Molecular evolution of tau protein: implications for Alzheimer's disease.

The brains of patients with Alzheimer's disease contain deposits of hyperphosphorylated tau proteins that have polymerized into insoluble fibrils. These deposits, in neurofibrillary tangles and dystrophic neurites, correlate with loss of cells and synapses, and consequently with dementia. Neurofibrillary pathology occurs in humans, as well as certain ungulates, including goats, sheep, and cows, but not in nonhuman primates. We hypothesize that the differences among species in the propensity to develop neurofibrillary pathology may be attributable to variations in the amino acid sequence of tau proteins.
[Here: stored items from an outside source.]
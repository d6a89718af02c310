//! Contract-violation errors for the APU core (spec §7).
//!
//! The core has no I/O and therefore no recoverable errors in the usual
//! sense; every operation is a total function over well-formed inputs.
//! These variants exist for programming-error contracts that must fail
//! fast rather than silently misbehave: an out-of-range register address
//! reaching `Driver::read`/`write`, or `advance_to` called with a
//! cycle count that doesn't move forward.

use thiserror::Error;

/// Errors returned by the driver's external contract surface
/// (`Driver::read`, `Driver::write`, `Driver::advance_to`).
#[derive(Debug, Error, Clone, Copy, PartialEq, Eq)]
pub enum ApuError {
    /// A bus address outside `$4000-$4017` (minus the non-APU gaps) was
    /// addressed through the driver.
    #[error("invalid APU register address: {0:#06x}")]
    InvalidAddress(u16),

    /// `advance_to` was called with a cycle count that did not move the
    /// clock forward.
    #[error("advance_to called with non-monotonic cycle count: previous={previous} new={new}")]
    NonMonotonicAdvance { previous: u64, new: u64 },

    /// Diagnostic-only: the audio ring has underrun more times in a row
    /// than the configured threshold. Never raised by the core itself;
    /// available for callers that want to escalate a degraded audio
    /// pipeline into a hard error.
    #[error("audio ring underrun threshold exceeded: {count} consecutive underruns")]
    UnderflowUnderrunThresholdExceeded { count: u64 },
}
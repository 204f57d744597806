//! Domain entities and invariants.

#![forbid(unsafe_code)]

mod access;
mod session;
mod user;
mod view;

pub use access::is_allowed;
pub use session::Session;
pub use user::{Role, User, UserId};
pub use view::ViewId;
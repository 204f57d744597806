//! Session lifecycle application service.
//!
//! Single source of truth for "who is the current user". Owns login,
//! logout, optimistic bootstrap from the credential store, and local user
//! snapshot updates; no other component transitions session state.

use std::sync::Arc;
use std::sync::atomic::{AtomicU64, Ordering};

use staffdeck_core::{AppError, AppResult};
use staffdeck_domain::{Session, User};
use tokio::sync::RwLock;

use crate::session_ports::{AuthGateway, CredentialStore, LoginGrant};

mod accounts;


/// Lifecycle state of the current session.
#[derive(Debug, Clone, PartialEq, Eq)]
pub enum SessionState {
    /// No user is signed in.
    Unauthenticated,
    /// A login attempt is in flight.
    Authenticating,
    /// A user is signed in under this session.
    Authenticated(Session),
}

/// Application service owning the current session.
///
/// Constructed per composition root with its two ports injected; tests
/// build isolated instances over fake adapters. Cloning shares the same
/// state holder.
#[derive(Clone)]
pub struct SessionService {
    credential_store: Arc<dyn CredentialStore>,
    auth_gateway: Arc<dyn AuthGateway>,
    state: Arc<RwLock<SessionState>>,
    login_serial: Arc<AtomicU64>,
}

impl SessionService {
    /// Creates a new session service in the unauthenticated state.
    #[must_use]
    pub fn new(
        credential_store: Arc<dyn CredentialStore>,
        auth_gateway: Arc<dyn AuthGateway>,
    ) -> Self {
        Self {
            credential_store,
            auth_gateway,
            state: Arc::new(RwLock::new(SessionState::Unauthenticated)),
            login_serial: Arc::new(AtomicU64::new(0)),
        }
    }

    /// Restores a cached session from the credential store, if one exists.
    ///
    /// Optimistic: the cached token is not verified against the
    /// authentication service. A stale token surfaces later, as an auth
    /// failure on the first real request, and is the caller's concern.
    /// Missing or partial cache entries leave the state untouched.
    pub async fn bootstrap(&self) -> AppResult<Option<User>> {
        let Some(session) = self.credential_store.load().await? else {
            return Ok(None);
        };

        let user = session.user().clone();
        *self.state.write().await = SessionState::Authenticated(session);
        Ok(Some(user))
    }

    /// Exchanges credentials for a session.
    ///
    /// The attempt passes through `Authenticating`; on success the session
    /// is persisted and the state becomes `Authenticated`, on any failure
    /// it falls back to `Unauthenticated` with no persistence side effect.
    /// Gateway errors pass through unchanged so callers can present the
    /// service's own message. Non-emptiness of the inputs is the UI
    /// boundary's job, not enforced here.
    ///
    /// Each attempt carries a serial number; a response that is no longer
    /// the latest attempt is discarded without touching state or the store,
    /// and that caller receives a conflict error.
    pub async fn login(&self, email: &str, password: &str) -> AppResult<User> {
        let attempt = self.login_serial.fetch_add(1, Ordering::SeqCst) + 1;
        *self.state.write().await = SessionState::Authenticating;

        let granted = self.auth_gateway.login(email, password).await;

        if self.login_serial.load(Ordering::SeqCst) != attempt {
            return Err(AppError::Conflict(
                "login attempt superseded by a newer attempt".to_owned(),
            ));
        }

        let outcome = match granted {
            Ok(grant) => self.establish(grant).await,
            Err(error) => Err(error),
        };

        match outcome {
            Ok(user) => Ok(user),
            Err(error) => {
                *self.state.write().await = SessionState::Unauthenticated;
                Err(error)
            }
        }
    }

    /// Signs out and clears the durable mirror.
    ///
    /// Valid from any state; signing out twice is a no-op success. The
    /// in-memory state drops before the store clear, so a failed clear can
    /// never leave the process signed in.
    pub async fn logout(&self) -> AppResult<()> {
        *self.state.write().await = SessionState::Unauthenticated;
        self.credential_store.clear().await
    }

    /// Replaces the user snapshot on the active session, tokens unchanged.
    ///
    /// Local cache update only: the caller is expected to have already
    /// changed server state and to pass the record the service returned.
    pub async fn update_user(&self, user: User) -> AppResult<()> {
        let mut state = self.state.write().await;
        let SessionState::Authenticated(session) = &*state else {
            return Err(no_active_session());
        };

        let refreshed = session.clone().with_user(user);
        self.credential_store.save(&refreshed).await?;
        *state = SessionState::Authenticated(refreshed);
        Ok(())
    }

    /// Returns a snapshot of the current lifecycle state.
    pub async fn state(&self) -> SessionState {
        self.state.read().await.clone()
    }

    /// Returns the signed-in user, if any.
    pub async fn current_user(&self) -> Option<User> {
        match &*self.state.read().await {
            SessionState::Authenticated(session) => Some(session.user().clone()),
            SessionState::Unauthenticated | SessionState::Authenticating => None,
        }
    }

    /// Returns the bearer token of the active session, if any.
    pub async fn access_token(&self) -> Option<String> {
        match &*self.state.read().await {
            SessionState::Authenticated(session) => Some(session.access_token().to_owned()),
            SessionState::Unauthenticated | SessionState::Authenticating => None,
        }
    }

    /// Persists the granted session, then exposes it as the current state.
    ///
    /// Ordered so a caller never observes `Authenticated` together with an
    /// error return: if persistence fails, the login fails.
    async fn establish(&self, grant: LoginGrant) -> AppResult<User> {
        let session = Session::new(grant.access_token, Some(grant.refresh_token), grant.user)?;
        self.credential_store.save(&session).await?;

        let user = session.user().clone();
        *self.state.write().await = SessionState::Authenticated(session);
        Ok(user)
    }
}

fn no_active_session() -> AppError {
    AppError::Unauthorized("no active session".to_owned())
}
//! Application services and ports.

#![forbid(unsafe_code)]

mod access_gate;
mod session_ports;
mod session_service;
mod view_router;

pub use access_gate::{GateDecision, gate_view};
pub use session_ports::{AuthGateway, CredentialStore, LoginGrant, NewAccount, ProfileUpdate};
pub use session_service::{SessionService, SessionState};
pub use view_router::{RoutedView, navigation, route, select_view};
To investigate this hypothesis, we sequenced tau-encoding mRNA transcripts from the brains of rhesus monkey and domesticated goat and compared them with the known sequences of tau mRNAs from humans. The major difference we observed was that some tau mRNAs from rhesus monkey neocortex contain exon 8, whereas this exon has not been found in cortical tau from human or goat. Cows express very low levels of exon 8, and they tend to develop sparse neurofibrillary pathology with aging. We also found a transcribed tau-related pseudogene in rhesus monkey, which may be present in humans. We propose that differences in the expression of tau and tau-related protein sequences may underlie the predilection of human but not monkey brains to develop neurofibrillary degeneration.